Leroy - Posted on 30 September 2013


In the Best Kept Secret the filmmakers come together through interview to create a seemingly reflective film about a high school graduating class of students with autism from JFK High School in Newark, New Jersey.


While the film provides unseen, unheard voices, it leaves a questioning audience wanting more dialogue about the intersections of race, class status and disability.


Leroy Moore, a Black disabled activist and independent scholar said, “first look I was excited to see Black people, Black disabled people being the main subject of a film dealing with inner city living, poverty and dealing with social service systems.  We don't see that in film!  It was great to get a father's voice in the film because 9 times out of 10 you don't ever see the father.”

However, Moore has many observations.  The transition process is a really big issue with 99% being about a job but he states in between there is a lot of alone time which leads to possible depression and suicide. He points out there was a lack of socialization, students reacting to each other, visiting one another and all that goes along with friendship.  “Transition is about getting services but should include disability culture, history and pride, even in the classroom. Life skills are one thing but being empowered about life is another thing.”


He is concerned that many of the parents are looking for babysitters and believes the teachers work means nothing if not followed in the home and also would have loved to have seen adults with autism as mentors.

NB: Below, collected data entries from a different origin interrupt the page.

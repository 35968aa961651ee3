use crate::branch::{close_when_done, forward, spawn_worker};
use crate::metrics::StageMetrics;
use crate::stage::{Stage, StageKind, StageSlot};
use crate::stream::{bounded, Stream};
use crossbeam::sync::WaitGroup;
use log::{debug, trace};

/// Runs several instances of one stage against the same input.
///
/// Replicas compete for input values and share one output sized to hold a
/// full input buffer per replica. Useful to parallelise a whole sub-pipeline
/// rather than a single function.
pub struct Scale<T> {
    replicas: usize,
    stage: StageSlot<T>,
    metrics: StageMetrics,
}

impl<T: Send + 'static> Scale<T> {
    /// Create a scale running `replicas` copies of `stage`
    pub fn new(replicas: usize, stage: StageSlot<T>) -> Self {
        Self {
            replicas,
            stage,
            metrics: StageMetrics::new(),
        }
    }

    /// Number of copies started per run
    pub fn replicas(&self) -> usize {
        self.replicas
    }

    /// Counters for this scale, including drained leftovers
    pub fn metrics(&self) -> &StageMetrics {
        &self.metrics
    }
}

impl<T: Send + 'static> Stage<T> for Scale<T> {
    fn run(&self, input: Stream<T>) -> Stream<T> {
        let Some(stage) = self.stage.as_ref() else {
            return input;
        };
        if self.replicas == 0 || input.is_detached() {
            return input;
        }

        let (writer, output) = bounded(input.capacity() * self.replicas);
        let barrier = WaitGroup::new();

        for replica in 0..self.replicas {
            let stage = stage.clone();
            let input = input.clone();
            let writer = writer.clone();
            let barrier = barrier.clone();
            let metrics = self.metrics.clone();

            spawn_worker(&self.metrics, move || {
                let _slot = barrier;
                trace!("scale: replica {} of '{}' started", replica, stage.name());
                forward(stage.run(input), &writer, &metrics);
            });
        }

        // Replicas share the input, so leftovers are only drained once all of
        // them have stopped reading.
        close_when_done(writer, barrier, Some(input), &self.metrics, "scale");
        debug!("scale: started {} replicas of '{}'", self.replicas, stage.name());
        output
    }

    fn kind(&self) -> StageKind {
        StageKind::Scale
    }

    fn name(&self) -> &str {
        "scale"
    }
}

#[cfg(test)]
mod tests {
    use super::*;
    use crate::consumer::Consumer;
    use crate::stage::StageExt;
    use std::time::{Duration, Instant};

    #[test]
    fn test_scale_runs_in_parallel() {
        let slow = Consumer::new(1, |v: i32| {
            std::thread::sleep(Duration::from_millis(200));
            v
        });
        let scale = Scale::new(10, slow.slot());
        let (tx, rx) = bounded(0);
        let start = Instant::now();
        let out = scale.run(rx);

        for _ in 0..10 {
            tx.send(1).unwrap();
        }
        tx.close();
        assert_eq!(out.into_iter().count(), 10);

        // Serially this would take two seconds.
        assert!(start.elapsed() < Duration::from_millis(1000));
    }

    #[test]
    fn test_scale_output_capacity() {
        let scale = Scale::new(3, Consumer::new(1, |v: i32| v).slot());
        let (_tx, rx) = bounded(4);
        assert_eq!(scale.run(rx).capacity(), 12);
    }

    #[test]
    fn test_scale_zero_passthrough() {
        let scale = Scale::new(0, Consumer::new(1, |v: i32| v).slot());
        let (_tx, rx) = bounded(0);
        assert!(scale.run(rx.clone()).same_stream(&rx));
    }

    #[test]
    fn test_scale_nil_stage_passthrough() {
        let scale = Scale::<i32>::new(10, None);
        let (_tx, rx) = bounded(0);
        assert!(scale.run(rx.clone()).same_stream(&rx));
    }

    #[test]
    fn test_scale_detached_input() {
        let scale = Scale::new(2, Consumer::new(1, |v: i32| v).slot());
        assert!(scale.run(Stream::detached()).is_detached());
    }
}
use parking_lot::Mutex;
use std::collections::VecDeque;
use std::sync::atomic::{AtomicU64, Ordering};
use std::sync::Arc;
use std::time::{Duration, Instant};

/// Most recent transform latencies, oldest evicted first
#[derive(Debug, Clone)]
pub struct LatencyWindow {
    samples: Arc<Mutex<VecDeque<Duration>>>,
    limit: usize,
}

impl LatencyWindow {
    pub fn new(limit: usize) -> Self {
        Self {
            samples: Arc::new(Mutex::new(VecDeque::with_capacity(limit))),
            limit: limit.max(1),
        }
    }

    pub fn record(&self, elapsed: Duration) {
        let mut samples = self.samples.lock();
        if samples.len() == self.limit {
            samples.pop_front();
        }
        samples.push_back(elapsed);
    }

    /// Nearest-rank quantile over the window, `q` in `0.0..=1.0`.
    /// Zero while nothing has been recorded.
    pub fn quantile(&self, q: f64) -> Duration {
        let mut sorted: Vec<Duration> = self.samples.lock().iter().copied().collect();
        if sorted.is_empty() {
            return Duration::ZERO;
        }
        sorted.sort_unstable();
        let rank = (sorted.len() as f64 * q.clamp(0.0, 1.0)).ceil() as usize;
        sorted[rank.saturating_sub(1)]
    }

    pub fn len(&self) -> usize {
        self.samples.lock().len()
    }

    pub fn is_empty(&self) -> bool {
        self.samples.lock().is_empty()
    }
}

/// Per-operator counters shared by every worker the operator spawns.
///
/// Cloning is cheap; clones observe the same counters.
#[derive(Debug, Clone)]
pub struct StageMetrics {
    /// Values forwarded downstream
    processed: Arc<AtomicU64>,
    /// Values dropped by best-effort outlets
    dropped: Arc<AtomicU64>,
    /// Sends that found their destination full and had to wait
    blocks: Arc<AtomicU64>,
    /// Values thrown away by defensive drains
    drained: Arc<AtomicU64>,
    workers_spawned: Arc<AtomicU64>,
    workers_active: Arc<AtomicU64>,
    latency: LatencyWindow,
    start_time: Instant,
}

impl StageMetrics {
    /// Create a new metrics collector
    pub fn new() -> Self {
        Self {
            processed: Arc::new(AtomicU64::new(0)),
            dropped: Arc::new(AtomicU64::new(0)),
            blocks: Arc::new(AtomicU64::new(0)),
            drained: Arc::new(AtomicU64::new(0)),
            workers_spawned: Arc::new(AtomicU64::new(0)),
            workers_active: Arc::new(AtomicU64::new(0)),
            latency: LatencyWindow::new(1024),
            start_time: Instant::now(),
        }
    }

    pub fn record_processed(&self) {
        self.processed.fetch_add(1, Ordering::Relaxed);
    }

    pub fn record_dropped(&self, count: u64) {
        self.dropped.fetch_add(count, Ordering::Relaxed);
    }

    pub fn record_block(&self) {
        self.blocks.fetch_add(1, Ordering::Relaxed);
    }

    pub fn record_drained(&self, count: u64) {
        self.drained.fetch_add(count, Ordering::Relaxed);
    }

    /// Time spent by a user function on one value
    pub fn record_latency(&self, elapsed: Duration) {
        self.latency.record(elapsed);
    }

    /// Register a worker; the returned guard marks it finished when dropped,
    /// including during a panic unwind.
    pub fn worker(&self) -> WorkerGuard {
        self.workers_spawned.fetch_add(1, Ordering::Relaxed);
        self.workers_active.fetch_add(1, Ordering::AcqRel);
        WorkerGuard {
            active: Arc::clone(&self.workers_active),
        }
    }

    pub fn total_processed(&self) -> u64 {
        self.processed.load(Ordering::Relaxed)
    }

    pub fn total_dropped(&self) -> u64 {
        self.dropped.load(Ordering::Relaxed)
    }

    pub fn total_blocks(&self) -> u64 {
        self.blocks.load(Ordering::Relaxed)
    }

    pub fn total_drained(&self) -> u64 {
        self.drained.load(Ordering::Relaxed)
    }

    pub fn workers_spawned(&self) -> u64 {
        self.workers_spawned.load(Ordering::Relaxed)
    }

    /// Workers that have been spawned and have not yet returned
    pub fn active_workers(&self) -> u64 {
        self.workers_active.load(Ordering::Acquire)
    }

    /// Values forwarded per second since the operator was built
    pub fn throughput(&self) -> f64 {
        let secs = self.start_time.elapsed().as_secs_f64();
        if secs > 0.0 {
            self.total_processed() as f64 / secs
        } else {
            0.0
        }
    }

    /// Get a snapshot of current metrics
    pub fn snapshot(&self) -> MetricsSnapshot {
        MetricsSnapshot {
            total_processed: self.total_processed(),
            total_dropped: self.total_dropped(),
            total_blocks: self.total_blocks(),
            total_drained: self.total_drained(),
            active_workers: self.active_workers(),
            throughput: self.throughput(),
            latency_p50: self.latency.quantile(0.50),
            latency_p99: self.latency.quantile(0.99),
            elapsed: self.start_time.elapsed(),
        }
    }
}

impl Default for StageMetrics {
    fn default() -> Self {
        Self::new()
    }
}

/// Marks one worker as active for as long as it lives
#[derive(Debug)]
pub struct WorkerGuard {
    active: Arc<AtomicU64>,
}

impl Drop for WorkerGuard {
    fn drop(&mut self) {
        self.active.fetch_sub(1, Ordering::AcqRel);
    }
}

/// Counters read at one instant
#[derive(Debug, Clone)]
pub struct MetricsSnapshot {
    pub total_processed: u64,
    pub total_dropped: u64,
    pub total_blocks: u64,
    pub total_drained: u64,
    pub active_workers: u64,
    pub throughput: f64,
    pub latency_p50: Duration,
    pub latency_p99: Duration,
    pub elapsed: Duration,
}

impl MetricsSnapshot {
    /// One-line summary for logs and demos
    pub fn format(&self) -> String {
        format!(
            "processed={} dropped={} blocks={} drained={} active={} rate={:.0}/s p50={:?} p99={:?} up={:.2}s",
            self.total_processed,
            self.total_dropped,
            self.total_blocks,
            self.total_drained,
            self.active_workers,
            self.throughput,
            self.latency_p50,
            self.latency_p99,
            self.elapsed.as_secs_f64()
        )
    }
}
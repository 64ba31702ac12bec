//! Render strategies.
//!
//! A strategy pairs render work with a behavior deciding when that work runs
//! relative to incoming trigger signals: synchronously, on the next
//! animation frame with per-scope coalescing, or through the priority
//! scheduler. Strategies are looked up by name in a [`StrategyRegistry`]
//! and can be switched live through [`RenderAware`].

pub mod builtin;
pub mod concurrent;
pub mod config;
pub mod context;
pub mod credentials;
pub mod error;
pub mod handle;
pub mod registry;
pub mod render_aware;
pub mod schedule;
pub mod ticks;

pub use config::{DEFAULT_PRIMARY_STRATEGY, StrategyConfig, get_strategies, merge_config};
pub use context::StrategyContext;
pub use credentials::{Behavior, RenderWork, StrategyCredentials, Work};
pub use error::StrategyError;
pub use handle::RenderHandle;
pub use registry::StrategyRegistry;
pub use render_aware::RenderAware;
pub use schedule::coalesce_and_schedule;
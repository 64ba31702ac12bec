//! Strategies that route render work through the priority scheduler.

use crate::context::StrategyContext;
use crate::credentials::{StrategyCredentials, Work};
use crate::handle::RenderHandle;
use crate::ticks::scheduler_tick;
use std::cell::{Cell, RefCell};
use std::rc::Rc;
use tempo_scheduler::Priority;
use tempo_signals::{FnObserver, Operator, Scope, Source, Subscriber};

/// Names and priorities of the concurrent strategies. `noPriority` runs at
/// the scheduler's fallback level.
pub const CONCURRENT_STRATEGIES: [(&str, u8); 6] = [
    ("noPriority", 0),
    ("immediate", 1),
    ("userBlocking", 2),
    ("normal", 3),
    ("low", 4),
    ("idle", 5),
];

pub fn concurrent<T: Clone + 'static>(
    ctx: &StrategyContext,
    name: &str,
    priority: Priority,
) -> StrategyCredentials<T> {
    let ctx = ctx.clone();
    StrategyCredentials::new(
        name,
        |handle: &dyn RenderHandle, _| handle.detect_changes(),
        move |work, scope| schedule_on_queue(&ctx, work, priority, scope),
    )
}

/// Every concurrent strategy, keyed by name.
pub fn concurrent_strategies<T: Clone + 'static>(
    ctx: &StrategyContext,
) -> Vec<StrategyCredentials<T>> {
    CONCURRENT_STRATEGIES
        .iter()
        .map(|&(name, level)| concurrent(ctx, name, Priority::from_level(level)))
        .collect()
}

/// At most one scheduled render per scope.
///
/// A trigger arriving while the scope is coalescing is absorbed; the
/// pending task renders and then emits the latest value seen. A newer
/// trigger on the same subscription replaces a pending task, including one
/// raised synchronously by `work` itself: that render emits nothing and the
/// follow-up render emits the latest value.
fn schedule_on_queue<T: Clone + 'static>(
    ctx: &StrategyContext,
    work: Work,
    priority: Priority,
    scope: Scope,
) -> Operator<T> {
    let ctx = ctx.clone();
    Rc::new(move |source: Source<T>| {
        let (ctx, work, scope) = (ctx.clone(), work.clone(), scope.clone());
        Source::new(move |downstream: Subscriber<T>| {
            let latest: Rc<RefCell<Option<T>>> = Rc::new(RefCell::new(None));

            let record = latest.clone();
            let (gate, gate_scope) = (ctx.coalescing().clone(), scope.clone());
            let (ctx, work, scope) = (ctx.clone(), work.clone(), scope.clone());
            let pipeline = source
                .tap(move |value| *record.borrow_mut() = Some(value.clone()))
                .filter(move |_| !gate.is_coalescing(&gate_scope))
                .switch_map(move |_| {
                    scheduled_render(&ctx, work.clone(), priority, scope.clone(), latest.clone())
                });

            downstream.add(pipeline.subscribe(downstream.clone()));
        })
    })
}

fn scheduled_render<T: Clone + 'static>(
    ctx: &StrategyContext,
    work: Work,
    priority: Priority,
    scope: Scope,
    latest: Rc<RefCell<Option<T>>>,
) -> Source<T> {
    let scheduler = ctx.scheduler().clone();
    let manager = ctx.coalescing().clone();
    Source::new(move |subscriber: Subscriber<T>| {
        manager.increment(&scope);
        let settled = Rc::new(Cell::new(false));

        let fire = {
            let (manager, scope, work) = (manager.clone(), scope.clone(), work.clone());
            let (settled, latest, subscriber) =
                (settled.clone(), latest.clone(), subscriber.clone());
            move |_: ()| {
                settled.set(true);
                manager.decrement(&scope);
                work();
                let value = latest.borrow().clone();
                if let Some(value) = value {
                    subscriber.next(value);
                }
                subscriber.complete();
            }
        };
        let tick = scheduler_tick(scheduler.clone(), priority).subscribe(FnObserver::new(fire));

        let (manager, scope) = (manager.clone(), scope.clone());
        subscriber.add_teardown(move || {
            if !settled.get() {
                manager.decrement(&scope);
            }
        });
        subscriber.add(tick);
    })
}
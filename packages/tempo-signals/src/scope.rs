use std::any::Any;
use std::fmt;
use std::hash::{Hash, Hasher};
use std::rc::Rc;

/// Identity key grouping trigger signals that coalesce together.
///
/// Equality and hashing use the address of the shared allocation, never the
/// value inside it: two scopes are equal only if one was cloned from the
/// other. Any `'static` type can serve as a scope. Holding a `Scope` keeps
/// its allocation alive, so an address cannot be reused while the key is
/// in use.
#[derive(Clone)]
pub struct Scope(Rc<dyn Any>);

impl Scope {
    pub fn new<T: Any>(value: T) -> Self {
        Scope(Rc::new(value))
    }

    /// A fresh scope equal to nothing but its own clones.
    pub fn anonymous() -> Self {
        Scope::new(())
    }

    /// Uses an existing shared object as the key.
    pub fn from_rc<T: Any>(value: Rc<T>) -> Self {
        Scope(value)
    }

    pub fn downcast_ref<T: Any>(&self) -> Option<&T> {
        self.0.downcast_ref()
    }

    pub fn ptr_eq(&self, other: &Scope) -> bool {
        self.addr() == other.addr()
    }

    fn addr(&self) -> usize {
        Rc::as_ptr(&self.0).cast::<()>() as usize
    }
}

impl PartialEq for Scope {
    fn eq(&self, other: &Self) -> bool {
        self.ptr_eq(other)
    }
}

impl Eq for Scope {}

impl Hash for Scope {
    fn hash<H: Hasher>(&self, state: &mut H) {
        self.addr().hash(state)
    }
}

impl fmt::Debug for Scope {
    fn fmt(&self, f: &mut fmt::Formatter<'_>) -> fmt::Result {
        write!(f, "Scope({:#x})", self.addr())
    }
}
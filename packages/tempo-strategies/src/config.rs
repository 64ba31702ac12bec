use crate::builtin;
use crate::concurrent::concurrent_strategies;
use crate::context::StrategyContext;
use crate::credentials::StrategyCredentials;
use crate::error::StrategyError;
use crate::registry::StrategyRegistry;
use rustc_hash::FxHashMap;
use serde::{Deserialize, Serialize};

pub const DEFAULT_PRIMARY_STRATEGY: &str = "normal";

#[derive(Debug, Clone, PartialEq, Eq, Serialize, Deserialize)]
#[serde(default, rename_all = "camelCase")]
pub struct StrategyConfig {
    /// Strategy used when a requested name is unknown or absent.
    pub primary_strategy: String,
    /// Names of the custom strategies the embedder must supply.
    pub custom_strategies: Vec<String>,
    pub patch_zone: bool,
}

impl Default for StrategyConfig {
    fn default() -> Self {
        Self {
            primary_strategy: DEFAULT_PRIMARY_STRATEGY.to_string(),
            custom_strategies: Vec::new(),
            patch_zone: true,
        }
    }
}

impl StrategyConfig {
    pub fn from_json(json: &str) -> Result<Self, StrategyError> {
        Ok(serde_json::from_str(json)?)
    }
}

/// The built-in strategies keyed by name.
pub fn get_strategies<T: Clone + 'static>(
    ctx: &StrategyContext,
) -> FxHashMap<String, StrategyCredentials<T>> {
    let mut strategies = FxHashMap::default();
    let builtins = [
        builtin::local(ctx),
        builtin::global(ctx),
        builtin::native(),
        builtin::noop(),
    ];
    for credentials in builtins.into_iter().chain(concurrent_strategies(ctx)) {
        strategies.insert(credentials.name().to_string(), credentials);
    }
    strategies
}

/// Builds a registry from the built-ins plus `custom`. A custom strategy
/// replaces a built-in of the same name.
pub fn merge_config<T: Clone + 'static>(
    ctx: &StrategyContext,
    config: &StrategyConfig,
    custom: impl IntoIterator<Item = StrategyCredentials<T>>,
) -> Result<StrategyRegistry<T>, StrategyError> {
    let mut strategies = get_strategies(ctx);
    let mut supplied = Vec::new();
    for credentials in custom {
        let name = credentials.name().to_string();
        if strategies.insert(name.clone(), credentials).is_some() {
            tracing::debug!(strategy = %name, "custom strategy overrides built-in");
        }
        supplied.push(name);
    }

    if let Some(missing) = config
        .custom_strategies
        .iter()
        .find(|name| !supplied.contains(*name))
    {
        return Err(StrategyError::MissingCustom(missing.clone()));
    }

    StrategyRegistry::from_map(strategies, &config.primary_strategy)
}

#[cfg(test)]
mod tests {
    use super::*;

    #[test]
    fn defaults() {
        let config = StrategyConfig::default();
        assert_eq!(config.primary_strategy, "normal");
        assert!(config.custom_strategies.is_empty());
        assert!(config.patch_zone);
    }

    #[test]
    fn parses_camel_case_json() {
        let config = StrategyConfig::from_json(
            r#"{ "primaryStrategy": "local", "customStrategies": ["chunked"] }"#,
        )
        .unwrap();
        assert_eq!(config.primary_strategy, "local");
        assert_eq!(config.custom_strategies, vec!["chunked".to_string()]);
        assert!(config.patch_zone);
    }

    #[test]
    fn rejects_malformed_json() {
        assert!(matches!(
            StrategyConfig::from_json("{ primaryStrategy"),
            Err(StrategyError::Config(_))
        ));
    }
}
use crate::handle::RenderHandle;
use std::fmt;
use std::rc::Rc;
use tempo_signals::{Operator, Scope};

/// Render work already bound to a handle and scope.
pub type Work = Rc<dyn Fn()>;

/// The side effect of a strategy.
pub type RenderWork = Rc<dyn Fn(&dyn RenderHandle, &Scope)>;

/// Wraps a trigger source with a strategy's scheduling discipline.
pub type Behavior<T> = Rc<dyn Fn(Work, Scope) -> Operator<T>>;

/// A named render strategy: what rendering means (`work`) and when it
/// happens relative to trigger signals (`behavior`).
///
/// `work` is never scheduled or coalesced by itself; `behavior` decides
/// when to call it. Clones share the same functions, so two clones are
/// [`ptr_eq`](Self::ptr_eq).
pub struct StrategyCredentials<T> {
    name: String,
    work: RenderWork,
    behavior: Behavior<T>,
}

impl<T> Clone for StrategyCredentials<T> {
    fn clone(&self) -> Self {
        Self {
            name: self.name.clone(),
            work: self.work.clone(),
            behavior: self.behavior.clone(),
        }
    }
}

impl<T: 'static> StrategyCredentials<T> {
    pub fn new(
        name: impl Into<String>,
        work: impl Fn(&dyn RenderHandle, &Scope) + 'static,
        behavior: impl Fn(Work, Scope) -> Operator<T> + 'static,
    ) -> Self {
        Self {
            name: name.into(),
            work: Rc::new(work),
            behavior: Rc::new(behavior),
        }
    }

    pub fn name(&self) -> &str {
        &self.name
    }

    pub fn work(&self, handle: &dyn RenderHandle, scope: &Scope) {
        (self.work)(handle, scope)
    }

    pub fn behavior(&self, work: Work, scope: Scope) -> Operator<T> {
        (self.behavior)(work, scope)
    }

    /// Binds `work` to `handle` and `scope` and returns the resulting
    /// behavior.
    pub fn bind(&self, handle: Rc<dyn RenderHandle>, scope: Scope) -> Operator<T> {
        let render = self.work.clone();
        let bound_scope = scope.clone();
        let work: Work = Rc::new(move || render(&*handle, &bound_scope));
        self.behavior(work, scope)
    }

    pub fn ptr_eq(&self, other: &StrategyCredentials<T>) -> bool {
        self.name == other.name && Rc::ptr_eq(&self.behavior, &other.behavior)
    }
}

impl<T> fmt::Debug for StrategyCredentials<T> {
    fn fmt(&self, f: &mut fmt::Formatter<'_>) -> fmt::Result {
        f.debug_struct("StrategyCredentials")
            .field("name", &self.name)
            .finish_non_exhaustive()
    }
}
impl Scheduler {
    pub fn new(host: Rc<dyn Host>) -> Self {
        Self::with_config(host, SchedulerConfig::default())
    }

    pub fn with_config(host: Rc<dyn Host>, config: SchedulerConfig) -> Self {
        let yield_interval = config.yield_interval_ms();
        let inner = Rc::new_cyclic(|this| Inner {
            this: this.clone(),
            host,
            config,
            task_queue: RefCell::new(TaskHeap::new()),
            timer_queue: RefCell::new(TaskHeap::new()),
            task_id_counter: Cell::new(1),
            current_priority: Cell::new(Priority::Normal),
            paused: Cell::new(false),
            is_performing_work: Cell::new(false),
            is_host_callback_scheduled: Cell::new(false),
            host_timeout: Cell::new(None),
            is_message_loop_running: Cell::new(false),
            has_scheduled_callback: Cell::new(false),
            yield_interval: Cell::new(yield_interval),
            slice_start: Cell::new(0.0),
            deadline: Cell::new(0.0),
            needs_paint: Cell::new(false),
        });
        Self { inner }
    }

    pub fn now(&self) -> f64 {
        self.inner.host.now()
    }

    pub fn host(&self) -> &Rc<dyn Host> {
        &self.inner.host
    }

    pub fn config(&self) -> &SchedulerConfig {
        &self.inner.config
    }

    /// Schedules `callback` at `priority`.
    ///
    /// The callback receives whether its task had already expired and may
    /// return [`Continuation::Continue`] to be invoked again later.
    pub fn schedule_callback<F>(
        &self,
        priority: Priority,
        callback: F,
        options: ScheduleOptions,
    ) -> TaskHandle
    where
        F: FnOnce(bool) -> Continuation + 'static,
    {
        self.inner
            .schedule_callback(priority, Box::new(callback), options)
    }

    /// Schedules a one-shot closure with no continuation.
    pub fn schedule<F>(&self, priority: Priority, work: F) -> TaskHandle
    where
        F: FnOnce() + 'static,
    {
        self.schedule_callback(
            priority,
            move |_| {
                work();
                Continuation::Done
            },
            ScheduleOptions::default(),
        )
    }

    /// Cancels a task. Its callback will never run; the heap node is
    /// discarded when the loop reaches it. Cancelling twice is harmless.
    pub fn cancel_callback(&self, task: &TaskHandle) {
        tracing::debug!(task = task.id(), "cancelling task");
        task.cancel();
    }

    /// Runs `f` with `priority` as the current priority level, restoring the
    /// previous level afterwards even if `f` panics.
    pub fn run_with_priority<R>(&self, priority: Priority, f: impl FnOnce() -> R) -> R {
        let _guard = PriorityGuard::enter(&self.inner, priority);
        f()
    }

    /// Runs `f` at Normal priority, or at the current level if that is
    /// already lower than Normal.
    pub fn next<R>(&self, f: impl FnOnce() -> R) -> R {
        let priority = self.current_priority_level().shifted_to_normal();
        self.run_with_priority(priority, f)
    }

    /// Captures the current priority level; the returned closure runs
    /// `callback` at that level whenever it is invoked.
    pub fn wrap_callback<F, R>(&self, mut callback: F) -> impl FnMut() -> R + use<F, R>
    where
        F: FnMut() -> R + 'static,
    {
        let parent_priority = self.current_priority_level();
        let scheduler = self.clone();
        move || scheduler.run_with_priority(parent_priority, &mut callback)
    }

    pub fn current_priority_level(&self) -> Priority {
        self.inner.current_priority.get()
    }

    /// True once the current time slice is used up.
    pub fn should_yield(&self) -> bool {
        self.inner.should_yield_to_host()
    }

    /// Tells the loop a paint is pending, so it yields at the deadline even
    /// when no input is pending.
    pub fn request_paint(&self) {
        if self.inner.config.enable_input_pending && self.inner.host.is_input_pending().is_some() {
            self.inner.needs_paint.set(true);
        }
    }

    /// Changes the time slice to `floor(1000 / fps)` ms. `0` restores the
    /// configured default. Values outside `0..=125` are logged and ignored.
    pub fn force_frame_rate(&self, fps: i32) -> Result<(), SchedulerError> {
        if !(0..=MAX_FRAME_RATE).contains(&fps) {
            let err = SchedulerError::InvalidFrameRate { fps };
            tracing::error!("{err}");
            return Err(err);
        }
        let interval = if fps > 0 {
            yield_interval_for(fps as u32)
        } else {
            self.inner.config.yield_interval_ms()
        };
        tracing::debug!(fps, interval, "frame rate forced");
        self.inner.yield_interval.set(interval);
        Ok(())
    }

    pub fn yield_interval_ms(&self) -> f64 {
        self.inner.yield_interval.get()
    }

    pub fn pause_execution(&self) {
        tracing::debug!("scheduler paused");
        self.inner.paused.set(true);
    }

    pub fn continue_execution(&self) {
        tracing::debug!("scheduler resumed");
        self.inner.continue_execution();
    }

    pub fn is_paused(&self) -> bool {
        self.inner.paused.get()
    }

    /// The head of the ready queue, possibly a cancelled task not yet
    /// discarded.
    pub fn first_callback_node(&self) -> Option<TaskHandle> {
        self.inner.peek_task()
    }

    pub fn pending_tasks(&self) -> usize {
        self.inner.task_queue.borrow().len()
    }

    pub fn pending_timers(&self) -> usize {
        self.inner.timer_queue.borrow().len()
    }

    pub fn state(&self) -> SchedulerState {
        let inner = &self.inner;
        if inner.is_performing_work.get() {
            SchedulerState::Running
        } else if inner.paused.get() {
            SchedulerState::Paused
        } else if inner.is_host_callback_scheduled.get()
            || inner.is_message_loop_running.get()
            || inner.host_timeout.get().is_some()
        {
            SchedulerState::Armed
        } else {
            SchedulerState::Idle
        }
    }
}

impl fmt::Debug for Scheduler {
    fn fmt(&self, f: &mut fmt::Formatter<'_>) -> fmt::Result {
        f.debug_struct("Scheduler")
            .field("state", &self.state())
            .field("pending_tasks", &self.pending_tasks())
            .field("pending_timers", &self.pending_timers())
            .field("current_priority", &self.current_priority_level())
            .finish()
    }
}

Moore reflected from his childhood in the section that talked about what your kid can't do.  “Damn it’s the same today.  How can we feel empowered when out of the gate is "can't?"


Cheryl Green, a white disabled anti-racism ally and documentarian commented, "I thought it was a decent film in some ways. As long as you agreed that the film was about the teacher and not about those young men, then it was good. Sadly, they advertise it as being about the young men.


But I still got a lot out of watching it. What I could not bear was the interview with the film maker and one of her producers. I thought their comments were from their experience of being privileged and entitled, which left some of their comments self-contradictory.


As I listened to the description on the point of the film I thought "I bet that's not what the families you filmed think this film was for.” It reminded of a lesson I learned as a white documentarian that I must be careful not to reinforce that I am the expert, and helper and doer and the black person as interesting token subject who gives me points for superficial multiculturalism.


“I don’t think the filmmakers have the first clue that the families they documented live in different circumstances are relevant.  I have learned as an outsider coming in, I must check my privilege at the door.”


What stood out for me, a single Black parent of an adult daughter with significant impairment, with a long memory of my ancestry, was the disparity in values.  The young men appeared to be directed in janitorial and fast food services, while the white people with disabilities attended an arts and culture program. This practice is all too common in the Black/white disability divide. 


Like Cheryl, I wonder if the filmmakers saw what they were showing.  Like Leroy, I wonder if the teacher and families understand the students have the right to be all they can be.  And I wonder if mankind understands that it is not ok for people with disabilities to aspire to be janitors and clean-up workers for fast food companies.


However, had it not been for the Best Kept Secret there would not be this discourse.